_What needs to be done_. Reproduce word for word the lines between those holding "let meta: TickbinMeta" and "assert_eq!(first.len(), TICK_AGG_TRADE_LEN);", inclusive, and nothing else from the data below.

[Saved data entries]
━━━━━━━━━━

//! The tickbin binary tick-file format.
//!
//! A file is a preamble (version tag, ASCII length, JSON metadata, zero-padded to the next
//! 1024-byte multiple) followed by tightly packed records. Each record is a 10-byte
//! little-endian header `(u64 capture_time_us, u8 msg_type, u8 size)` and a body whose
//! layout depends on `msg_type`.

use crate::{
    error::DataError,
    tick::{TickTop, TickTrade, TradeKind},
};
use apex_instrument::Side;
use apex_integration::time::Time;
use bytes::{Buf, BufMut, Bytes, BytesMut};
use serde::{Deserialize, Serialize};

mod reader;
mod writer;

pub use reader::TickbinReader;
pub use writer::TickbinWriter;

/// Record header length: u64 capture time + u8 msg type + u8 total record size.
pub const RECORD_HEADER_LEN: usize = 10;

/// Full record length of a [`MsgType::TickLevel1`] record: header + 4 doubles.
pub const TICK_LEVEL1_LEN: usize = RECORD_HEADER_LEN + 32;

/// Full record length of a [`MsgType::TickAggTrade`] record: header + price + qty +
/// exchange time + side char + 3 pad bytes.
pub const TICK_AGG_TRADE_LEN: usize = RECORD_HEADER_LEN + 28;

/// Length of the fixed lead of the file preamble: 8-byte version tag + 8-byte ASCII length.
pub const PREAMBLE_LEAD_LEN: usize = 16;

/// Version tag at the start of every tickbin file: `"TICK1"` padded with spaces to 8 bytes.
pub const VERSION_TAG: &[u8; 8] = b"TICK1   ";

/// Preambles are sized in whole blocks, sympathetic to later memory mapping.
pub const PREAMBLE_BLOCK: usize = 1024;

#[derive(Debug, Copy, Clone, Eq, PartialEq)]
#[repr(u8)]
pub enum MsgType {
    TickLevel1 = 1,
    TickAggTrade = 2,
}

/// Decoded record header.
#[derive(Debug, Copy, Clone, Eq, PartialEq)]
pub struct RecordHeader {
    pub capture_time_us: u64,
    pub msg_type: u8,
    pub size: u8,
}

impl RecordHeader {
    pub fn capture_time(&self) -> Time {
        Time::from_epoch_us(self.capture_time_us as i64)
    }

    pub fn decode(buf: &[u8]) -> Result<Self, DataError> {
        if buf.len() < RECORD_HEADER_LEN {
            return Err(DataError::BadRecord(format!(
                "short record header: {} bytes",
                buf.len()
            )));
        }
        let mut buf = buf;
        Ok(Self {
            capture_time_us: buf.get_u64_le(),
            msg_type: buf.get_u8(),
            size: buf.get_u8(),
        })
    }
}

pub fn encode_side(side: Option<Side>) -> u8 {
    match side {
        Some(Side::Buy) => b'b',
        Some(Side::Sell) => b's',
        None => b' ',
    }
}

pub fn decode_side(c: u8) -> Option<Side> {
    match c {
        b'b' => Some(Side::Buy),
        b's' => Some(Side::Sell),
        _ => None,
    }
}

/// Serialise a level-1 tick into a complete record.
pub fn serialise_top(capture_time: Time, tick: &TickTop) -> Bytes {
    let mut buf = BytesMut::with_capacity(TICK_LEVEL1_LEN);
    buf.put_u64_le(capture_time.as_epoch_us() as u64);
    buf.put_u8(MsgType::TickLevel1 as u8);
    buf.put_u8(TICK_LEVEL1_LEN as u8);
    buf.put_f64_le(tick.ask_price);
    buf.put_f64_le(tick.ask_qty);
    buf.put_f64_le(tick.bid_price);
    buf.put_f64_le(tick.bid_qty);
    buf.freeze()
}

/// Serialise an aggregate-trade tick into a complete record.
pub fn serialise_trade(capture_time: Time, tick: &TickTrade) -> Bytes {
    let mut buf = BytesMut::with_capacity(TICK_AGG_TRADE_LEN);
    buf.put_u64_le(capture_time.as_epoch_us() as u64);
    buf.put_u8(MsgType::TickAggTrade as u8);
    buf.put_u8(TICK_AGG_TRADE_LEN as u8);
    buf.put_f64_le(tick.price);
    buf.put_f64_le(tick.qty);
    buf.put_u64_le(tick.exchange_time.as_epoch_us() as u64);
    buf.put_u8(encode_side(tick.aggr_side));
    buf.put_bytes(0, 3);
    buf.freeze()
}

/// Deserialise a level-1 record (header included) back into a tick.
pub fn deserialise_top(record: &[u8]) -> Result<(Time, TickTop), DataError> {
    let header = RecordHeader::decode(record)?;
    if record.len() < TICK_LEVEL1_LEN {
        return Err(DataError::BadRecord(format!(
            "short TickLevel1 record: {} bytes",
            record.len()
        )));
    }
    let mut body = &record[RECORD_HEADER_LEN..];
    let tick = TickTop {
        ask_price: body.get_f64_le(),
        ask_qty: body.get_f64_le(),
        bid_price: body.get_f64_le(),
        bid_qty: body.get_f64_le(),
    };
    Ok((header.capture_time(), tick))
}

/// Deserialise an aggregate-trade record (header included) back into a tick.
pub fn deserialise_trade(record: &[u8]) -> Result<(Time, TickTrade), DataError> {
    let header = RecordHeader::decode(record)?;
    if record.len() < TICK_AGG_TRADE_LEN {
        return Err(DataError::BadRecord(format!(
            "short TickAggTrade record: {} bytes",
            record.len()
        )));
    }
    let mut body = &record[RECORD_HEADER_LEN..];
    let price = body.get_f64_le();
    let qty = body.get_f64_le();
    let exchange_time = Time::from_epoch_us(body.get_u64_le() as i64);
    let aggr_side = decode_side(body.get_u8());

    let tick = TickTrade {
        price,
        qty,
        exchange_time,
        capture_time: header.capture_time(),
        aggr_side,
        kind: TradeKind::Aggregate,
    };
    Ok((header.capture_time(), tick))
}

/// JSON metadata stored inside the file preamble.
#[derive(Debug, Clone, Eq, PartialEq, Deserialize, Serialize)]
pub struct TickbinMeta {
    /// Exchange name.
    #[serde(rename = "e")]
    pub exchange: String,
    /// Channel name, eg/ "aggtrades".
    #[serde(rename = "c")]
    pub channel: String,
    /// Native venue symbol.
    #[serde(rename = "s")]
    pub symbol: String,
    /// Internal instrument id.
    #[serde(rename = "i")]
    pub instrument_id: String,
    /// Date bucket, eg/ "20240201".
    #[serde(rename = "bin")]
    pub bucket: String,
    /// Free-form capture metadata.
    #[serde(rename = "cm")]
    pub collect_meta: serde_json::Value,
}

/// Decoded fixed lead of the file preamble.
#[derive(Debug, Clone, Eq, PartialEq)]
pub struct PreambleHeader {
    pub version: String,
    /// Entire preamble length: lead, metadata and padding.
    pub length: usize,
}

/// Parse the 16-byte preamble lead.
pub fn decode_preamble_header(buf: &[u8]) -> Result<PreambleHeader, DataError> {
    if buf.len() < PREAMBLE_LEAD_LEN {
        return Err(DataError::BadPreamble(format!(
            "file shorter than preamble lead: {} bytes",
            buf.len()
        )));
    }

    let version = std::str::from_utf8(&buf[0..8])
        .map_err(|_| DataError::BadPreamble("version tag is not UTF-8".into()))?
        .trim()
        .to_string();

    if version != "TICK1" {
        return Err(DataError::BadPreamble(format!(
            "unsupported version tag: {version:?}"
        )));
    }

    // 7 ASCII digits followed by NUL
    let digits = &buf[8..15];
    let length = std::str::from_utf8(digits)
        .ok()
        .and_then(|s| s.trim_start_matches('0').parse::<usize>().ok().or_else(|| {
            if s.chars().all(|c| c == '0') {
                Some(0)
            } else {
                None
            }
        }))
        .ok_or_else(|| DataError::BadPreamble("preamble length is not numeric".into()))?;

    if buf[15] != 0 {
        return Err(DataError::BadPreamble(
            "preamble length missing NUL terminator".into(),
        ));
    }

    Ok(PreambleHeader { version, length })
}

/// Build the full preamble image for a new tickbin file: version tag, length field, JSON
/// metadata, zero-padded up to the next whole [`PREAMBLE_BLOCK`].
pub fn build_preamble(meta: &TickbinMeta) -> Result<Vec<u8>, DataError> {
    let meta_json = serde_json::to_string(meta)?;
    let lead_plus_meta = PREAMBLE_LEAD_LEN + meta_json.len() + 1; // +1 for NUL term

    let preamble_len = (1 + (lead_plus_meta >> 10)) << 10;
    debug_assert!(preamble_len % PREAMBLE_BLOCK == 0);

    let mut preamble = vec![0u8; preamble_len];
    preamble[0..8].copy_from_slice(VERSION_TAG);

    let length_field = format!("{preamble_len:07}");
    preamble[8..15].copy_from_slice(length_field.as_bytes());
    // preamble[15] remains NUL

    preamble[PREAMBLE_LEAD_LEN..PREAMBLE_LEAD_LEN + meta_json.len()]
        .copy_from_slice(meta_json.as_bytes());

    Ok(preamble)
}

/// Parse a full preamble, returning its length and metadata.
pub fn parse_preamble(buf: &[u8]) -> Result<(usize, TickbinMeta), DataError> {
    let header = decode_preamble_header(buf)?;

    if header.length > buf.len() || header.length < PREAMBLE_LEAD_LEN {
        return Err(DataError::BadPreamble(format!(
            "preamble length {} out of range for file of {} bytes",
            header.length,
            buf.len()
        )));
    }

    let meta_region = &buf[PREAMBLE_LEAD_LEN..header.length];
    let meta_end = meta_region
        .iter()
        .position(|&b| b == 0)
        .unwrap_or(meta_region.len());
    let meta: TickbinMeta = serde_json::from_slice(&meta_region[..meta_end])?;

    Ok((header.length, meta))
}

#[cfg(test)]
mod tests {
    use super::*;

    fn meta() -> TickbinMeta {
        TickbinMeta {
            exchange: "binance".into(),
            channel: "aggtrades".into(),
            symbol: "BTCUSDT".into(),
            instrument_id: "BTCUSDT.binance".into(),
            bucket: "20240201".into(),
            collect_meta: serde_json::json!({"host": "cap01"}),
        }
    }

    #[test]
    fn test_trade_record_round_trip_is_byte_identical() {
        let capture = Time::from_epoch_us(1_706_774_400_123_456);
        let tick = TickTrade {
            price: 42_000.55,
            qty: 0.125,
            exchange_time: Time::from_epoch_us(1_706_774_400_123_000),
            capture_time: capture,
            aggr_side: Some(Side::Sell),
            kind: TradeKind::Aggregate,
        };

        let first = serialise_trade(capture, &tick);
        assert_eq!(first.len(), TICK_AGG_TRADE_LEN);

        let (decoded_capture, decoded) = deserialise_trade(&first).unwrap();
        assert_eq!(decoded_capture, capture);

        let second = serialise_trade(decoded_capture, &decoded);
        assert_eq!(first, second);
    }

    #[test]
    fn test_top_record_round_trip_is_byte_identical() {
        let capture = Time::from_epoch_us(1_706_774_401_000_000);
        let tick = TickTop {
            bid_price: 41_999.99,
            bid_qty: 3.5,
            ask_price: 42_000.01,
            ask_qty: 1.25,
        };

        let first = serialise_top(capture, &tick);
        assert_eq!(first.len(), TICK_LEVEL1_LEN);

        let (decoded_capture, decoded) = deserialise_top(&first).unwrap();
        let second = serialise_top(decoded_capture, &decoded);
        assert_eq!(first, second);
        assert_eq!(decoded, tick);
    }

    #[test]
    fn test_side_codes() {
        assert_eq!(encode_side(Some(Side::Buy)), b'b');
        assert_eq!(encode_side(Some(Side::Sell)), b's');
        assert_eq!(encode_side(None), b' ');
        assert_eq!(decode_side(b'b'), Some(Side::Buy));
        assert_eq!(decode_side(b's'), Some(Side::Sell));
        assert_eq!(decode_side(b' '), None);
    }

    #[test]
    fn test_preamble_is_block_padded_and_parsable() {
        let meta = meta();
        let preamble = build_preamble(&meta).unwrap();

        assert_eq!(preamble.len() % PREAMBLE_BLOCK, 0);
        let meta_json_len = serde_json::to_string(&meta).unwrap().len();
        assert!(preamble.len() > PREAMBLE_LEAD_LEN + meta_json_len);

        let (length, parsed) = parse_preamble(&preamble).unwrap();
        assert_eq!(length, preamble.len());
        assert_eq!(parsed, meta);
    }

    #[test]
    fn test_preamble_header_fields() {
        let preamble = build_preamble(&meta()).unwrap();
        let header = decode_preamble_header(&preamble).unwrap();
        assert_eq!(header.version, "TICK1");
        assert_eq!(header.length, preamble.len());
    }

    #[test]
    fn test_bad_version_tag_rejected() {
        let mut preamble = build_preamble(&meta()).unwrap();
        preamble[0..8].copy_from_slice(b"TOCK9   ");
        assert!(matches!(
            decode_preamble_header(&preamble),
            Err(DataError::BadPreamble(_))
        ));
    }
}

━━━━━━━━━━

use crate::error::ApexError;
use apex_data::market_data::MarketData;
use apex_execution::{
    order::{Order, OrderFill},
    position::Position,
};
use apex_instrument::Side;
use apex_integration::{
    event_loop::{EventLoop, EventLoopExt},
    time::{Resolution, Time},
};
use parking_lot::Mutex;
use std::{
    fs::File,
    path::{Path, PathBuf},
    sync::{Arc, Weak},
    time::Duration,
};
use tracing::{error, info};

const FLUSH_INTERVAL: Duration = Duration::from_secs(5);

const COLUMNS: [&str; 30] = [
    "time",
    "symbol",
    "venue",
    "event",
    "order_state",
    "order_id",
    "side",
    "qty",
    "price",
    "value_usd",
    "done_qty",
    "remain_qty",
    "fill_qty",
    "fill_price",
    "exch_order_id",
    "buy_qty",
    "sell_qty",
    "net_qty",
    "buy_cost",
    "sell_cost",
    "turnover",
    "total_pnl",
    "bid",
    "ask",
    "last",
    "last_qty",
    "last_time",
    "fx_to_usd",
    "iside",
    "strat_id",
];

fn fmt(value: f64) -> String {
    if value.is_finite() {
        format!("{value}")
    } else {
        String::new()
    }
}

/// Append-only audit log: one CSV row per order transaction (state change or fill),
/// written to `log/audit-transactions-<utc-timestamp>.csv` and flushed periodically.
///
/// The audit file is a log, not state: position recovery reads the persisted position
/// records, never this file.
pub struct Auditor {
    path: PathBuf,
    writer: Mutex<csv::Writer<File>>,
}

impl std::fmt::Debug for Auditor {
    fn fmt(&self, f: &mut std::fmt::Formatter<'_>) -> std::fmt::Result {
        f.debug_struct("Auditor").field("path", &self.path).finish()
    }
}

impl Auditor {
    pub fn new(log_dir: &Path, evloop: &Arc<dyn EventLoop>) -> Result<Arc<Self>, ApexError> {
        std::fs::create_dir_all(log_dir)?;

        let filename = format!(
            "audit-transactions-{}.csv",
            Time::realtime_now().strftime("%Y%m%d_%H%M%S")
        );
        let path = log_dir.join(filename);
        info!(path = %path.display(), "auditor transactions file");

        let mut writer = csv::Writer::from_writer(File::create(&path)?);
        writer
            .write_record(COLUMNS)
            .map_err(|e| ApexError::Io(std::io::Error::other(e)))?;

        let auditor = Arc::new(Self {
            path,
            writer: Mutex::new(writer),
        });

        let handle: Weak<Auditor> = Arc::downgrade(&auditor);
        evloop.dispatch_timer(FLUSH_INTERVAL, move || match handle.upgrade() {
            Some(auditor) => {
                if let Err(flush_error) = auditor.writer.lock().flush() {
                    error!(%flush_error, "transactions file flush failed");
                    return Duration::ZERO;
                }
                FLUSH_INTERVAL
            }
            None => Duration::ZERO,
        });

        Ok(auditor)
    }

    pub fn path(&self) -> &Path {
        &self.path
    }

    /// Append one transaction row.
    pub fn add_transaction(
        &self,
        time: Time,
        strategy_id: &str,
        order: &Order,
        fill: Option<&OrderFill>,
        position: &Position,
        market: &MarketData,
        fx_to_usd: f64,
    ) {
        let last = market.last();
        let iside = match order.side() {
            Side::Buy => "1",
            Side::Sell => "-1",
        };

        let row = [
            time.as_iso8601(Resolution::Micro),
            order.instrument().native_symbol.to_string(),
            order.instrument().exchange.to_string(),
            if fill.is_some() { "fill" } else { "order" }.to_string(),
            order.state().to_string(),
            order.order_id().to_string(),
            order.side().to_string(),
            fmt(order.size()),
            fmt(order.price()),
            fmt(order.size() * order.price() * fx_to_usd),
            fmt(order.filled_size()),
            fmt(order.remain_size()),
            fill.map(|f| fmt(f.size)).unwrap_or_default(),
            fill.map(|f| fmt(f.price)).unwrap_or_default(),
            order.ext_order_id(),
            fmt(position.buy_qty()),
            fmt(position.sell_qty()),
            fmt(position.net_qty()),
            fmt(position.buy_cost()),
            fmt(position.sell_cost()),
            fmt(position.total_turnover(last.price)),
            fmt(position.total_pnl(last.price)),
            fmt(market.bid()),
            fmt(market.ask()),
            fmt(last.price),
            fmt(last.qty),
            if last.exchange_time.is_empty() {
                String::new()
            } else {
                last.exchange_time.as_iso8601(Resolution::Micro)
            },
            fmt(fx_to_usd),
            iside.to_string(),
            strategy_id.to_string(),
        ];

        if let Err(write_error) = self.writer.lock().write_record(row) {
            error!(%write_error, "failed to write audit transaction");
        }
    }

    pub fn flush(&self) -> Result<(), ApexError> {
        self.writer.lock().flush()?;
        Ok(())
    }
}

━━━━━━━━━━

_Answer space_.
    let meta: TickbinMeta = serde_json::from_slice(&meta_region[..meta_end])?;

    Ok((header.length, meta))
}

#[cfg(test)]
mod tests {
    use super::*;

    fn meta() -> TickbinMeta {
        TickbinMeta {
            exchange: "binance".into(),
            channel: "aggtrades".into(),
            symbol: "BTCUSDT".into(),
            instrument_id: "BTCUSDT.binance".into(),
            bucket: "20240201".into(),
            collect_meta: serde_json::json!({"host": "cap01"}),
        }
    }

    #[test]
    fn test_trade_record_round_trip_is_byte_identical() {
        let capture = Time::from_epoch_us(1_706_774_400_123_456);
        let tick = TickTrade {
            price: 42_000.55,
            qty: 0.125,
            exchange_time: Time::from_epoch_us(1_706_774_400_123_000),
            capture_time: capture,
            aggr_side: Some(Side::Sell),
            kind: TradeKind::Aggregate,
        };

        let first = serialise_trade(capture, &tick);
        assert_eq!(first.len(), TICK_AGG_TRADE_LEN);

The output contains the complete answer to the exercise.